Throughout these two days I have noticed a few interesting/curious customs:
1.Burmese Buddhist monks are tattooed like crazy. This seems relatively odd to me, I simply cannot understand how such an ancient and spiritual form of art could ever translate to being 'gangsta' in the western world..
2.Some people will be seen praying with big rocks by their sides as they believe that every time they ask The Gods to grant them a wish they should lift the boulder, if the boulder were to ever feel light or easy to lift they take it as a sign that their wish has been granted.
3. 99.9%of the male population wears a traditional costume made up of flip flops,for esy removal upon accessing temples, a white traditional Chinese linen shirt and a floor length silk skirt wrapped around and knotted, kind of like a pareo but thicker and with dark geometric patters.
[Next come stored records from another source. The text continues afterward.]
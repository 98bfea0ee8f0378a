//! # Node Layout Calculation
//!
//! This module computes how many entries fit in a tree node given a fixed
//! node byte budget, the way a disk-backed engine sizes its pages. Both node
//! variants are constrained to the same budget:
//!
//! ```text
//! Leaf node (node_size bytes):
//! +-------------------+----------------------------------------+
//! | header            | entries: (K, V) * leaf_capacity        |
//! | count + next link |                                        |
//! +-------------------+----------------------------------------+
//!
//! Interior node (node_size bytes):
//! +-------------------+----------------------------------------+
//! | header            | entries: (K, child) * inner_capacity   |
//! | count             |                                        |
//! +-------------------+----------------------------------------+
//! ```
//!
//! ## Capacity Formula
//!
//! ```text
//! leaf_capacity  = (node_size - leaf_header)  / size_of::<(K, V)>()
//! inner_capacity = (node_size - inner_header) / size_of::<(K, NodeId)>()
//! ```
//!
//! The leaf header covers the occupancy count and the next-leaf chain link;
//! the interior header covers the occupancy count only.
//!
//! ## Validation
//!
//! A layout that cannot hold at least one entry per variant is rejected at
//! construction, before any data is loaded. The alignment must be a power of
//! two, at least the natural alignment of both entry types, and must divide
//! `node_size`, so that an aligned block of `node_size` bytes can hold either
//! variant. All of this is checked exactly once; no per-operation validation
//! happens later.

use std::marker::PhantomData;
use std::mem::{align_of, size_of};

use eyre::{ensure, Result};

use crate::node::NodeId;

/// Node byte budget, alignment, and the entry capacities derived from them.
///
/// A `NodeLayout` is fixed per tree: every node of a tree built from this
/// layout respects the same budget. The type parameters pin the layout to the
/// key and value types it was computed for.
pub struct NodeLayout<K, V> {
    node_size: usize,
    node_align: usize,
    leaf_capacity: usize,
    inner_capacity: usize,
    _marker: PhantomData<fn() -> (K, V)>,
}

impl<K, V> Clone for NodeLayout<K, V> {
    fn clone(&self) -> Self {
        *self
    }
}

impl<K, V> Copy for NodeLayout<K, V> {}

impl<K, V> std::fmt::Debug for NodeLayout<K, V> {
    fn fmt(&self, f: &mut std::fmt::Formatter<'_>) -> std::fmt::Result {
        f.debug_struct("NodeLayout")
            .field("node_size", &self.node_size)
            .field("node_align", &self.node_align)
            .field("leaf_capacity", &self.leaf_capacity)
            .field("inner_capacity", &self.inner_capacity)
            .finish()
    }
}

/// Occupancy count plus the next-leaf link.
fn leaf_header_size() -> usize {
    size_of::<usize>() + size_of::<Option<NodeId>>()
}

/// Occupancy count only.
fn inner_header_size() -> usize {
    size_of::<usize>()
}

impl<K, V> NodeLayout<K, V> {
    /// Computes the layout for `node_size`-byte nodes aligned to `node_size`.
    pub fn new(node_size: usize) -> Result<Self> {
        Self::with_alignment(node_size, node_size)
    }

    /// Computes the layout for `node_size`-byte nodes with an explicit
    /// alignment.
    pub fn with_alignment(node_size: usize, node_align: usize) -> Result<Self> {
        let leaf_entry = size_of::<(K, V)>();
        let inner_entry = size_of::<(K, NodeId)>();
        let entry_align = align_of::<(K, V)>().max(align_of::<(K, NodeId)>());

        ensure!(
            node_align.is_power_of_two(),
            "node alignment {} is not a power of two",
            node_align
        );
        ensure!(
            node_align >= entry_align,
            "node alignment {} is below the entry alignment {}",
            node_align,
            entry_align
        );
        ensure!(
            node_size % node_align == 0,
            "node size {} is not a multiple of the alignment {}",
            node_size,
            node_align
        );
        ensure!(
            node_size > leaf_header_size() && node_size > inner_header_size(),
            "node size {} cannot fit a node header",
            node_size
        );

        let leaf_capacity = (node_size - leaf_header_size()) / leaf_entry;
        let inner_capacity = (node_size - inner_header_size()) / inner_entry;
        ensure!(
            leaf_capacity >= 1,
            "node size {} fits no leaf entry ({} bytes each after a {}-byte header)",
            node_size,
            leaf_entry,
            leaf_header_size()
        );
        ensure!(
            inner_capacity >= 1,
            "node size {} fits no interior entry ({} bytes each after a {}-byte header)",
            node_size,
            inner_entry,
            inner_header_size()
        );

        Ok(Self {
            node_size,
            node_align,
            leaf_capacity,
            inner_capacity,
            _marker: PhantomData,
        })
    }

    /// Builds a layout with an explicit fan-out instead of a byte budget.
    ///
    /// Useful in tests and for callers that want a fixed branching factor;
    /// the byte budget is back-filled as the smallest aligned block that
    /// holds the larger variant.
    pub fn with_capacities(leaf_capacity: usize, inner_capacity: usize) -> Result<Self> {
        ensure!(
            leaf_capacity >= 1 && inner_capacity >= 1,
            "node capacities must be at least 1 (got leaf={}, inner={})",
            leaf_capacity,
            inner_capacity
        );

        let leaf_bytes = leaf_header_size() + leaf_capacity * size_of::<(K, V)>();
        let inner_bytes = inner_header_size() + inner_capacity * size_of::<(K, NodeId)>();
        let node_align = align_of::<(K, V)>()
            .max(align_of::<(K, NodeId)>())
            .max(align_of::<usize>());
        let node_size = leaf_bytes.max(inner_bytes).next_multiple_of(node_align);

        Ok(Self {
            node_size,
            node_align,
            leaf_capacity,
            inner_capacity,
            _marker: PhantomData,
        })
    }

    /// Total bytes a node may occupy.
    pub fn node_size(&self) -> usize {
        self.node_size
    }

    /// Required node alignment.
    pub fn node_align(&self) -> usize {
        self.node_align
    }

    /// Key-value entries per leaf node.
    pub fn leaf_capacity(&self) -> usize {
        self.leaf_capacity
    }

    /// Separator-child entries per interior node.
    pub fn inner_capacity(&self) -> usize {
        self.inner_capacity
    }
}

#[cfg(test)]
mod tests {
    use super::*;

    #[test]
    fn capacity_math_for_word_sized_entries() {
        // (u64, u64) entries are 16 bytes; leaf header is 16, interior 8.
        let layout = NodeLayout::<u64, u64>::new(64).unwrap();

        assert_eq!(layout.node_size(), 64);
        assert_eq!(layout.node_align(), 64);
        assert_eq!(layout.leaf_capacity(), (64 - 16) / 16);
        assert_eq!(layout.inner_capacity(), (64 - 8) / 16);
    }

    #[test]
    fn larger_budget_fits_more_entries() {
        let small = NodeLayout::<u64, u64>::new(64).unwrap();
        let big = NodeLayout::<u64, u64>::new(4096).unwrap();

        assert!(big.leaf_capacity() > small.leaf_capacity());
        assert!(big.inner_capacity() > small.inner_capacity());
    }

    #[test]
    fn node_size_too_small_is_rejected() {
        let result = NodeLayout::<u64, [u8; 256]>::new(64);

        assert!(result.is_err());
        assert!(result.unwrap_err().to_string().contains("no leaf entry"));
    }

    #[test]
    fn header_only_budget_is_rejected() {
        assert!(NodeLayout::<u64, u64>::new(16).is_err());
        assert!(NodeLayout::<u64, u64>::new(8).is_err());
    }

    #[test]
    fn alignment_must_be_power_of_two() {
        let result = NodeLayout::<u64, u64>::with_alignment(96, 24);

        assert!(result.is_err());
        assert!(result
            .unwrap_err()
            .to_string()
            .contains("not a power of two"));
    }

    #[test]
    fn alignment_must_divide_node_size() {
        let result = NodeLayout::<u64, u64>::with_alignment(96, 64);

        assert!(result.is_err());
        assert!(result.unwrap_err().to_string().contains("not a multiple"));
    }

    #[test]
    fn alignment_below_entry_alignment_is_rejected() {
        let result = NodeLayout::<u64, u64>::with_alignment(64, 4);

        assert!(result.is_err());
        assert!(result
            .unwrap_err()
            .to_string()
            .contains("below the entry alignment"));
    }

    #[test]
    fn explicit_capacities() {
        let layout = NodeLayout::<u64, u64>::with_capacities(2, 2).unwrap();

        assert_eq!(layout.leaf_capacity(), 2);
        assert_eq!(layout.inner_capacity(), 2);
        assert!(layout.node_size() >= 2 * 16);
        assert_eq!(layout.node_size() % layout.node_align(), 0);
    }

    #[test]
    fn explicit_zero_capacity_is_rejected() {
        assert!(NodeLayout::<u64, u64>::with_capacities(0, 2).is_err());
        assert!(NodeLayout::<u64, u64>::with_capacities(2, 0).is_err());
    }
}
//! Error conversion glue between the value objects, the pagination core and
//! the rendering layer.
//!
//! The domain layer must not depend on pagination or service error types, so
//! the `From` impls that bridge them live here.

use crate::domain::types::TypeConstraintError;
use crate::errors::PaginationError;

impl From<TypeConstraintError> for PaginationError {
    fn from(val: TypeConstraintError) -> Self {
        PaginationError::InvalidInput(val.to_string())
    }
}

#[cfg(feature = "server")]
impl From<tera::Error> for PaginationError {
    fn from(val: tera::Error) -> Self {
        PaginationError::Template(val.to_string())
    }
}

#[cfg(feature = "server")]
impl From<TypeConstraintError> for crate::services::ServiceError {
    fn from(val: TypeConstraintError) -> Self {
        crate::services::ServiceError::InvalidInput(val.to_string())
    }
}

#[cfg(feature = "server")]
impl From<PaginationError> for crate::services::ServiceError {
    fn from(val: PaginationError) -> Self {
        use crate::services::ServiceError;

        match val {
            PaginationError::InvalidInput(message) => ServiceError::InvalidInput(message),
            PaginationError::Template(message) => ServiceError::Internal(message),
        }
    }
}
This is absoolluuuutely disturbing as it gives me a chance to notice how even most men here have a better physique than me and can pull floor length skirts off without looking like they've fallen in a potato sack.. unfair!
4.locals make the typical kissing *mwaz mwaz* sound to attract people's attention, just like we would rudely snap our fingers or call out 'hey'.. so I need to keep reminding myself to chill out and not to get bigheaded because no, they're not startled by my unparalleled beauty, they're simply trying to catch the waiter's attention. #shatteredselfesteem
smoochies
g2g sleep it off now, got an early train to catch!!